他是一个卑劣,贫困,凄惨的人。
即使考上了大城市的大学又如何?即使和祝青序在一起了又怎么样?
即使皮囊在山城,他的灵魂早已流放在了那个贫困的山村,只能日复一日,年复一年地在街上游荡。
他还是那个寄人篱下的小男孩,从始至终从未变过。
打的烙印太深,有些人骨子里的东西是洗不掉的。
宋寒灯深吸一口气,他垂下眼,终于摁下了那个绿色的接听键。
接通的瞬间,对面滋啦滋啦的杂音穿透耳膜,宋寒灯皱了皱眉,下意识把电话拿远了些。
“宋寒灯。”有人喊他。
对方声音沙哑,像是被烟抽坏了嗓子似的,用的也是歪歪扭扭的地方方言:“都过了这么久了,你的钱还没有打过来吗?”
“……”
“人不知耻总要有个限度吧,你想想看你当年是怎么让我们家家破人亡分崩离析的?”对面的人冷笑一声,接着逼问道,“还是说你认为你已经野鸡飞上枝头了,已经不打算记着我们这家人了?”
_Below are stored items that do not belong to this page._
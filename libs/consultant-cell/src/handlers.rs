// libs/consultant-cell/src/handlers.rs
use std::sync::Arc;

use axum::{
    extract::{Extension, Path, Query, State},
    Json,
};
use axum_extra::TypedHeader;
use chrono::NaiveDate;
use headers::{authorization::Bearer, Authorization};
use serde::Deserialize;
use serde_json::{json, Value};
use uuid::Uuid;

use shared_config::AppConfig;
use shared_database::supabase::SupabaseClient;
use shared_models::auth::User;
use shared_models::error::AppError;

use crate::models::{
    ConsultantError, CreateListingRequest, ReviewVerificationRequest, SubmitVerificationRequest,
    UpdateListingRequest,
};
use crate::services::availability::{AvailabilityService, DEFAULT_HORIZON_DAYS};
use crate::services::listing::ListingService;
use crate::services::verification::VerificationService;

// ==============================================================================
// QUERY PARAMETER STRUCTS
// ==============================================================================

#[derive(Debug, Deserialize)]
pub struct SlotsQuery {
    pub date: NaiveDate,
}

#[derive(Debug, Deserialize)]
pub struct UnavailableDatesQuery {
    pub horizon_days: Option<u32>,
}

// ==============================================================================
// CONSULTANT & LISTING HANDLERS
// ==============================================================================

pub async fn get_consultant(
    State(state): State<Arc<AppConfig>>,
    TypedHeader(auth): TypedHeader<Authorization<Bearer>>,
    Path(consultant_id): Path<Uuid>,
) -> Result<Json<Value>, AppError> {
    let service = ListingService::new(Arc::new(SupabaseClient::new(&state)));

    let consultant = service
        .get_consultant(consultant_id, auth.token())
        .await
        .map_err(map_consultant_error)?;

    Ok(Json(json!({ "consultant": consultant })))
}

pub async fn get_active_listing(
    State(state): State<Arc<AppConfig>>,
    TypedHeader(auth): TypedHeader<Authorization<Bearer>>,
    Path(consultant_id): Path<Uuid>,
) -> Result<Json<Value>, AppError> {
    let service = AvailabilityService::new(Arc::new(SupabaseClient::new(&state)));

    let listing = service
        .get_active_listing(consultant_id, auth.token())
        .await
        .map_err(map_consultant_error)?;

    Ok(Json(json!({ "listing": listing })))
}

/// Free hourly slots for one consultant on one date.
pub async fn list_available_slots(
    State(state): State<Arc<AppConfig>>,
    TypedHeader(auth): TypedHeader<Authorization<Bearer>>,
    Path(consultant_id): Path<Uuid>,
    Query(query): Query<SlotsQuery>,
) -> Result<Json<Value>, AppError> {
    let service = AvailabilityService::new(Arc::new(SupabaseClient::new(&state)));

    let slots = service
        .available_slots(consultant_id, query.date, auth.token())
        .await
        .map_err(map_consultant_error)?;

    Ok(Json(json!({
        "date": query.date,
        "slots": slots,
    })))
}

pub async fn unavailable_dates(
    State(state): State<Arc<AppConfig>>,
    TypedHeader(auth): TypedHeader<Authorization<Bearer>>,
    Path(consultant_id): Path<Uuid>,
    Query(query): Query<UnavailableDatesQuery>,
) -> Result<Json<Value>, AppError> {
    let service = AvailabilityService::new(Arc::new(SupabaseClient::new(&state)));

    let horizon = query.horizon_days.unwrap_or(DEFAULT_HORIZON_DAYS);
    let dates = service
        .unavailable_dates_for(consultant_id, horizon, auth.token())
        .await
        .map_err(map_consultant_error)?;

    Ok(Json(json!({
        "horizon_days": horizon,
        "unavailable_dates": dates,
    })))
}

pub async fn create_listing(
    State(state): State<Arc<AppConfig>>,
    TypedHeader(auth): TypedHeader<Authorization<Bearer>>,
    Extension(user): Extension<User>,
    Json(request): Json<CreateListingRequest>,
) -> Result<Json<Value>, AppError> {
    if !user.is_consultant() {
        return Err(AppError::Forbidden(
            "Only consultants can publish listings".to_string(),
        ));
    }
    let consultant_id = actor_uuid(&user)?;

    let service = ListingService::new(Arc::new(SupabaseClient::new(&state)));

    let listing = service
        .create_listing(consultant_id, request, auth.token())
        .await
        .map_err(map_consultant_error)?;

    Ok(Json(json!({
        "success": true,
        "listing": listing,
    })))
}

pub async fn update_listing(
    State(state): State<Arc<AppConfig>>,
    TypedHeader(auth): TypedHeader<Authorization<Bearer>>,
    Extension(user): Extension<User>,
    Path(listing_id): Path<Uuid>,
    Json(request): Json<UpdateListingRequest>,
) -> Result<Json<Value>, AppError> {
    let actor_id = actor_uuid(&user)?;
    let service = ListingService::new(Arc::new(SupabaseClient::new(&state)));

    let listing = service
        .update_listing(listing_id, actor_id, request, auth.token())
        .await
        .map_err(map_consultant_error)?;

    Ok(Json(json!({
        "success": true,
        "listing": listing,
    })))
}

pub async fn toggle_listing(
    State(state): State<Arc<AppConfig>>,
    TypedHeader(auth): TypedHeader<Authorization<Bearer>>,
    Extension(user): Extension<User>,
    Path(listing_id): Path<Uuid>,
) -> Result<Json<Value>, AppError> {
    let actor_id = actor_uuid(&user)?;
    let service = ListingService::new(Arc::new(SupabaseClient::new(&state)));

    let listing = service
        .toggle_listing(listing_id, actor_id, auth.token())
        .await
        .map_err(map_consultant_error)?;

    Ok(Json(json!({
        "success": true,
        "listing": listing,
    })))
}

// ==============================================================================
// VERIFICATION HANDLERS
// ==============================================================================

pub async fn submit_verification(
    State(state): State<Arc<AppConfig>>,
    TypedHeader(auth): TypedHeader<Authorization<Bearer>>,
    Extension(user): Extension<User>,
    Json(request): Json<SubmitVerificationRequest>,
) -> Result<Json<Value>, AppError> {
    if !user.is_consultant() {
        return Err(AppError::Forbidden(
            "Only consultants can request verification".to_string(),
        ));
    }
    let consultant_id = actor_uuid(&user)?;

    let service = VerificationService::new(Arc::new(SupabaseClient::new(&state)));

    let verification = service
        .submit(consultant_id, request, auth.token())
        .await
        .map_err(map_consultant_error)?;

    Ok(Json(json!({
        "success": true,
        "verification": verification,
    })))
}

pub async fn my_verifications(
    State(state): State<Arc<AppConfig>>,
    TypedHeader(auth): TypedHeader<Authorization<Bearer>>,
    Extension(user): Extension<User>,
) -> Result<Json<Value>, AppError> {
    let consultant_id = actor_uuid(&user)?;
    let service = VerificationService::new(Arc::new(SupabaseClient::new(&state)));

    let verifications = service
        .history(consultant_id, auth.token())
        .await
        .map_err(map_consultant_error)?;

    Ok(Json(json!({ "verifications": verifications })))
}

pub async fn pending_verifications(
    State(state): State<Arc<AppConfig>>,
    TypedHeader(auth): TypedHeader<Authorization<Bearer>>,
    Extension(user): Extension<User>,
) -> Result<Json<Value>, AppError> {
    if !user.is_admin() {
        return Err(AppError::Forbidden(
            "Only admins can review verification requests".to_string(),
        ));
    }

    let service = VerificationService::new(Arc::new(SupabaseClient::new(&state)));

    let verifications = service
        .pending_queue(auth.token())
        .await
        .map_err(map_consultant_error)?;

    Ok(Json(json!({ "verifications": verifications })))
}

pub async fn review_verification(
    State(state): State<Arc<AppConfig>>,
    TypedHeader(auth): TypedHeader<Authorization<Bearer>>,
    Extension(user): Extension<User>,
    Path(verification_id): Path<Uuid>,
    Json(request): Json<ReviewVerificationRequest>,
) -> Result<Json<Value>, AppError> {
    if !user.is_admin() {
        return Err(AppError::Forbidden(
            "Only admins can review verification requests".to_string(),
        ));
    }

    let service = VerificationService::new(Arc::new(SupabaseClient::new(&state)));

    let verification = service
        .review(verification_id, request.decision, auth.token())
        .await
        .map_err(map_consultant_error)?;

    Ok(Json(json!({
        "success": true,
        "verification": verification,
    })))
}

// ==============================================================================
// ERROR MAPPING
// ==============================================================================

fn actor_uuid(user: &User) -> Result<Uuid, AppError> {
    Uuid::parse_str(&user.id)
        .map_err(|_| AppError::Auth("Invalid user id in token".to_string()))
}

fn map_consultant_error(e: ConsultantError) -> AppError {
    match e {
        ConsultantError::NotFound => AppError::NotFound("Consultant not found".to_string()),
        ConsultantError::ListingNotFound => {
            AppError::NotFound("Consultant has no active listing".to_string())
        }
        ConsultantError::NotVerified => {
            AppError::Forbidden("Consultant is not verified".to_string())
        }
        ConsultantError::ActiveListingExists => {
            AppError::Conflict("Consultant already has an active listing".to_string())
        }
        ConsultantError::VerificationNotFound => {
            AppError::NotFound("Verification request not found".to_string())
        }
        ConsultantError::AlreadyReviewed => {
            AppError::Conflict("Verification request has already been reviewed".to_string())
        }
        ConsultantError::VerificationPending => {
            AppError::Conflict("A verification request is already pending review".to_string())
        }
        ConsultantError::ValidationError(msg) => AppError::ValidationError(msg),
        ConsultantError::Unauthorized => {
            AppError::Forbidden("Not authorized to manage this resource".to_string())
        }
        ConsultantError::DatabaseError(msg) => AppError::Database(msg),
    }
}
宋寒灯沉默着。熟悉的说教混杂着电流传来,直到对面不再说话时他才冷静地开了口。
“宋叔叔,您知道我的要求始终只有一个,”宋寒灯直白道,“我要看宋柳。”
对方沉默下来,最后只是嗤笑一声。
“我呸!你也配?”
“作为一个哥哥,您给我提的要求是每个月给她打钱,以此作为她的学费和生活费,”宋寒灯握着手机的手指在微微发抖,“可是这笔钱最后却到了您的手上。如果不确认宋柳是否收到了这笔钱,我该怎么安心地给您打过来?”
“……”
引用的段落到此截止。